■ **What needs to be done**
Each line below should be restated exactly, with nothing dropped.

■ **Collection entries**
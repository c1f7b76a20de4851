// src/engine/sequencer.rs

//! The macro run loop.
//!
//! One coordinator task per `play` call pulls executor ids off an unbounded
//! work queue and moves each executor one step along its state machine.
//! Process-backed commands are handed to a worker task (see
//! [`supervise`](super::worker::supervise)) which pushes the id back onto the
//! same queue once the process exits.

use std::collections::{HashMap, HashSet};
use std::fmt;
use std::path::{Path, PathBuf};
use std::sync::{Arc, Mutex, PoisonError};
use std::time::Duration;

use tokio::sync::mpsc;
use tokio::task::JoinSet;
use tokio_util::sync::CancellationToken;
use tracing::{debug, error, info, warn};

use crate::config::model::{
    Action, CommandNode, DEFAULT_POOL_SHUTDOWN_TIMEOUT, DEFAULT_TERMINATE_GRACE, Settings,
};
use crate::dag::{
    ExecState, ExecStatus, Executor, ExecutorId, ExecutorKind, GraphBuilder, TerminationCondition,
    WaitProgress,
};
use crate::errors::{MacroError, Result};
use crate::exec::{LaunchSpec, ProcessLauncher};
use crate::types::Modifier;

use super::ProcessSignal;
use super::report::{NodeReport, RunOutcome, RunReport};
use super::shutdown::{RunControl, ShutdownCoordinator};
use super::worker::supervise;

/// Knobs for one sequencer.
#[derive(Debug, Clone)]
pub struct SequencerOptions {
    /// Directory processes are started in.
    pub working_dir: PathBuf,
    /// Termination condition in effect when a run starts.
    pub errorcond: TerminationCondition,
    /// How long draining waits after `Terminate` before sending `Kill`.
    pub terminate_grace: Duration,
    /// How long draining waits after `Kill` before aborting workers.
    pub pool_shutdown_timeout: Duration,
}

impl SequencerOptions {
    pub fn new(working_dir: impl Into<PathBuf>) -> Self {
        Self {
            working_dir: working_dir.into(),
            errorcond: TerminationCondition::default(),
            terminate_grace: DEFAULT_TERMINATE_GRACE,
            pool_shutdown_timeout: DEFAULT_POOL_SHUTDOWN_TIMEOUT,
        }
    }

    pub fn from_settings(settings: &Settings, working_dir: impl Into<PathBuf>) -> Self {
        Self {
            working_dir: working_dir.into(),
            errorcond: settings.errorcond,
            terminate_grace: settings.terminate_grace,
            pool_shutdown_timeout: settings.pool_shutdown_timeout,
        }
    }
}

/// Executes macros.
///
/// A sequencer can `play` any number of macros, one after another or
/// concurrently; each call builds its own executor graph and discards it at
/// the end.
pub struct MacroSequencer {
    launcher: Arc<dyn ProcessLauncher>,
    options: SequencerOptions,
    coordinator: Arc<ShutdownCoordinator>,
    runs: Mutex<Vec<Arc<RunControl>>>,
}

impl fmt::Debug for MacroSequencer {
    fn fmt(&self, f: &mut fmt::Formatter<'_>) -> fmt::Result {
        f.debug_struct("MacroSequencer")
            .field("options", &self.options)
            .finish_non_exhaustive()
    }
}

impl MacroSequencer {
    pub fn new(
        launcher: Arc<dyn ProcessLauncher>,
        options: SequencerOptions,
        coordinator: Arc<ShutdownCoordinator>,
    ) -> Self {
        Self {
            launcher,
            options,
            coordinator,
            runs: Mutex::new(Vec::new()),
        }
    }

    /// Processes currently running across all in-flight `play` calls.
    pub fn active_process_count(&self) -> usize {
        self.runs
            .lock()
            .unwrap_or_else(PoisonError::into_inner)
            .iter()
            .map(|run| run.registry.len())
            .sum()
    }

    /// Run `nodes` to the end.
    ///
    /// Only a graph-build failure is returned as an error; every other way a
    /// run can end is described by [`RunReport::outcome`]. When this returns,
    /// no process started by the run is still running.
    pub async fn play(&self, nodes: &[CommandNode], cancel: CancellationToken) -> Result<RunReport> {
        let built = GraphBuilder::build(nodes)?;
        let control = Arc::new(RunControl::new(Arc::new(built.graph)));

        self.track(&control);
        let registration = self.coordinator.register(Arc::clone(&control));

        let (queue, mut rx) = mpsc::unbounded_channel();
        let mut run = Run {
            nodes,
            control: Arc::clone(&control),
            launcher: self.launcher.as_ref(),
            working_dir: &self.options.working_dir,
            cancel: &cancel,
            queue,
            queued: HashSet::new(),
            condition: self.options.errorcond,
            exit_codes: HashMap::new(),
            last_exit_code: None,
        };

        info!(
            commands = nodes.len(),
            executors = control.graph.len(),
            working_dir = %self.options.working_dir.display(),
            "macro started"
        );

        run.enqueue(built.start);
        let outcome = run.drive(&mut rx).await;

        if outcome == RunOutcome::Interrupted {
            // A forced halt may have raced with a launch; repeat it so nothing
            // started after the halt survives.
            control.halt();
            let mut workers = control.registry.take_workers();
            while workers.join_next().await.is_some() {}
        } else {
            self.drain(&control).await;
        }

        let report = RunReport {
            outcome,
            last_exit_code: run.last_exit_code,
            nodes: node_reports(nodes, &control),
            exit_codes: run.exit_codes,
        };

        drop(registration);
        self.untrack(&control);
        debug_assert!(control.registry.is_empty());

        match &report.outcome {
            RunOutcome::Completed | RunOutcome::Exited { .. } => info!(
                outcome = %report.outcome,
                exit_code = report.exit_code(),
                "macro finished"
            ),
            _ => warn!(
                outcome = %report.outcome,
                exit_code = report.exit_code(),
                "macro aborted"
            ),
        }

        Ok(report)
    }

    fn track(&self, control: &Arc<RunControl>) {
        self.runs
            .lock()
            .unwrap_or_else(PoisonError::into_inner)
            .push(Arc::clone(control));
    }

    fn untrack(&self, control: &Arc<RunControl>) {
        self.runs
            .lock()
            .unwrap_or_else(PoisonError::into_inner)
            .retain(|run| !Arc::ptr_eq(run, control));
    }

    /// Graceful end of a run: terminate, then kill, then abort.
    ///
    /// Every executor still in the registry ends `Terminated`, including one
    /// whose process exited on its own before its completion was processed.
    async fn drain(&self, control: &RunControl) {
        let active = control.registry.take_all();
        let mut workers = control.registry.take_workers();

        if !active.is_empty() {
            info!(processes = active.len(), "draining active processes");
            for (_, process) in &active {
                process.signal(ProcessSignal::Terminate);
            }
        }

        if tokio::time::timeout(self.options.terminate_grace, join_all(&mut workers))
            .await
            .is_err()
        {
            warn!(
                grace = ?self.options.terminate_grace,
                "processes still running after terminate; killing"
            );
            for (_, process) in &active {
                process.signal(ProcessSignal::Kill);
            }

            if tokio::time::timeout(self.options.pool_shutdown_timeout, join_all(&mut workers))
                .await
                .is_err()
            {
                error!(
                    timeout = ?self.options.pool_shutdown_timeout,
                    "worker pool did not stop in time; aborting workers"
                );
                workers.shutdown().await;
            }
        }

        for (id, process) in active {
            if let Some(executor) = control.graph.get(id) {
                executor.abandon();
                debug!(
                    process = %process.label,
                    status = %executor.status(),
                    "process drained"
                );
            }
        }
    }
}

■ **Answer box**
repository c1f7b76a20de4851
// src/engine/sequencer.rs

//! The macro run loop.
//!
//! One coordinator task per `play` call pulls executor ids off an unbounded
//! work queue and moves each executor one step along its state machine.
//! Process-backed commands are handed to a worker task (see
//! [`supervise`](super::worker::supervise)) which pushes the id back onto the
//! same queue once the process exits.

use std::collections::{HashMap, HashSet};
use std::fmt;
use std::path::{Path, PathBuf};
use std::sync::{Arc, Mutex, PoisonError};
use std::time::Duration;

use tokio::sync::mpsc;
use tokio::task::JoinSet;
use tokio_util::sync::CancellationToken;
use tracing::{debug, error, info, warn};

use crate::config::model::{
    Action, CommandNode, DEFAULT_POOL_SHUTDOWN_TIMEOUT, DEFAULT_TERMINATE_GRACE, Settings,
};
use crate::dag::{
    ExecState, ExecStatus, Executor, ExecutorId, ExecutorKind, GraphBuilder, TerminationCondition,
    WaitProgress,
};
use crate::errors::{MacroError, Result};
use crate::exec::{LaunchSpec, ProcessLauncher};
use crate::types::Modifier;

use super::ProcessSignal;
use super::report::{NodeReport, RunOutcome, RunReport};
use super::shutdown::{RunControl, ShutdownCoordinator};
use super::worker::supervise;

/// Knobs for one sequencer.
#[derive(Debug, Clone)]
pub struct SequencerOptions {
    /// Directory processes are started in.
    pub working_dir: PathBuf,
    /// Termination condition in effect when a run starts.
    pub errorcond: TerminationCondition,
    /// How long draining waits after `Terminate` before sending `Kill`.
    pub terminate_grace: Duration,
    /// How long draining waits after `Kill` before aborting workers.
    pub pool_shutdown_timeout: Duration,
}

impl SequencerOptions {
    pub fn new(working_dir: impl Into<PathBuf>) -> Self {
        Self {
            working_dir: working_dir.into(),
            errorcond: TerminationCondition::default(),
            terminate_grace: DEFAULT_TERMINATE_GRACE,
            pool_shutdown_timeout: DEFAULT_POOL_SHUTDOWN_TIMEOUT,
        }
    }

    pub fn from_settings(settings: &Settings, working_dir: impl Into<PathBuf>) -> Self {
        Self {
            working_dir: working_dir.into(),
            errorcond: settings.errorcond,
            terminate_grace: settings.terminate_grace,
            pool_shutdown_timeout: settings.pool_shutdown_timeout,
        }
    }
}

/// Executes macros.
///
/// A sequencer can `play` any number of macros, one after another or
/// concurrently; each call builds its own executor graph and discards it at
/// the end.
pub struct MacroSequencer {
    launcher: Arc<dyn ProcessLauncher>,
    options: SequencerOptions,
    coordinator: Arc<ShutdownCoordinator>,
    runs: Mutex<Vec<Arc<RunControl>>>,
}

impl fmt::Debug for MacroSequencer {
    fn fmt(&self, f: &mut fmt::Formatter<'_>) -> fmt::Result {
        f.debug_struct("MacroSequencer")
            .field("options", &self.options)
            .finish_non_exhaustive()
    }
}

impl MacroSequencer {
    pub fn new(
        launcher: Arc<dyn ProcessLauncher>,
        options: SequencerOptions,
        coordinator: Arc<ShutdownCoordinator>,
    ) -> Self {
        Self {
            launcher,
            options,
            coordinator,
            runs: Mutex::new(Vec::new()),
        }
    }

    /// Processes currently running across all in-flight `play` calls.
    pub fn active_process_count(&self) -> usize {
        self.runs
            .lock()
            .unwrap_or_else(PoisonError::into_inner)
            .iter()
            .map(|run| run.registry.len())
            .sum()
    }

    /// Run `nodes` to the end.
    ///
    /// Only a graph-build failure is returned as an error; every other way a
    /// run can end is described by [`RunReport::outcome`]. When this returns,
    /// no process started by the run is still running.
    pub async fn play(&self, nodes: &[CommandNode], cancel: CancellationToken) -> Result<RunReport> {
        let built = GraphBuilder::build(nodes)?;
        let control = Arc::new(RunControl::new(Arc::new(built.graph)));

        self.track(&control);
        let registration = self.coordinator.register(Arc::clone(&control));

        let (queue, mut rx) = mpsc::unbounded_channel();
        let mut run = Run {
            nodes,
            control: Arc::clone(&control),
            launcher: self.launcher.as_ref(),
            working_dir: &self.options.working_dir,
            cancel: &cancel,
            queue,
            queued: HashSet::new(),
            condition: self.options.errorcond,
            exit_codes: HashMap::new(),
            last_exit_code: None,
        };

        info!(
            commands = nodes.len(),
            executors = control.graph.len(),
            working_dir = %self.options.working_dir.display(),
            "macro started"
        );

        run.enqueue(built.start);
        let outcome = run.drive(&mut rx).await;

        if outcome == RunOutcome::Interrupted {
            // A forced halt may have raced with a launch; repeat it so nothing
            // started after the halt survives.
            control.halt();
            let mut workers = control.registry.take_workers();
            while workers.join_next().await.is_some() {}
        } else {
            self.drain(&control).await;
        }

        let report = RunReport {
            outcome,
            last_exit_code: run.last_exit_code,
            nodes: node_reports(nodes, &control),
            exit_codes: run.exit_codes,
        };

        drop(registration);
        self.untrack(&control);
        debug_assert!(control.registry.is_empty());

        match &report.outcome {
            RunOutcome::Completed | RunOutcome::Exited { .. } => info!(
                outcome = %report.outcome,
                exit_code = report.exit_code(),
                "macro finished"
            ),
            _ => warn!(
                outcome = %report.outcome,
                exit_code = report.exit_code(),
                "macro aborted"
            ),
        }

        Ok(report)
    }

    fn track(&self, control: &Arc<RunControl>) {
        self.runs
            .lock()
            .unwrap_or_else(PoisonError::into_inner)
            .push(Arc::clone(control));
    }

    fn untrack(&self, control: &Arc<RunControl>) {
        self.runs
            .lock()
            .unwrap_or_else(PoisonError::into_inner)
            .retain(|run| !Arc::ptr_eq(run, control));
    }

    /// Graceful end of a run: terminate, then kill, then abort.
    ///
    /// Every executor still in the registry ends `Terminated`, including one
    /// whose process exited on its own before its completion was processed.
    async fn drain(&self, control: &RunControl) {
        let active = control.registry.take_all();
        let mut workers = control.registry.take_workers();

        if !active.is_empty() {
            info!(processes = active.len(), "draining active processes");
            for (_, process) in &active {
                process.signal(ProcessSignal::Terminate);
            }
        }

        if tokio::time::timeout(self.options.terminate_grace, join_all(&mut workers))
            .await
            .is_err()
        {
            warn!(
                grace = ?self.options.terminate_grace,
                "processes still running after terminate; killing"
            );
            for (_, process) in &active {
                process.signal(ProcessSignal::Kill);
            }

            if tokio::time::timeout(self.options.pool_shutdown_timeout, join_all(&mut workers))
                .await
                .is_err()
            {
                error!(
                    timeout = ?self.options.pool_shutdown_timeout,
                    "worker pool did not stop in time; aborting workers"
                );
                workers.shutdown().await;
            }
        }

        for (id, process) in active {
            if let Some(executor) = control.graph.get(id) {
                executor.abandon();
                debug!(
                    process = %process.label,
                    status = %executor.status(),
                    "process drained"
                );
            }
        }
    }
}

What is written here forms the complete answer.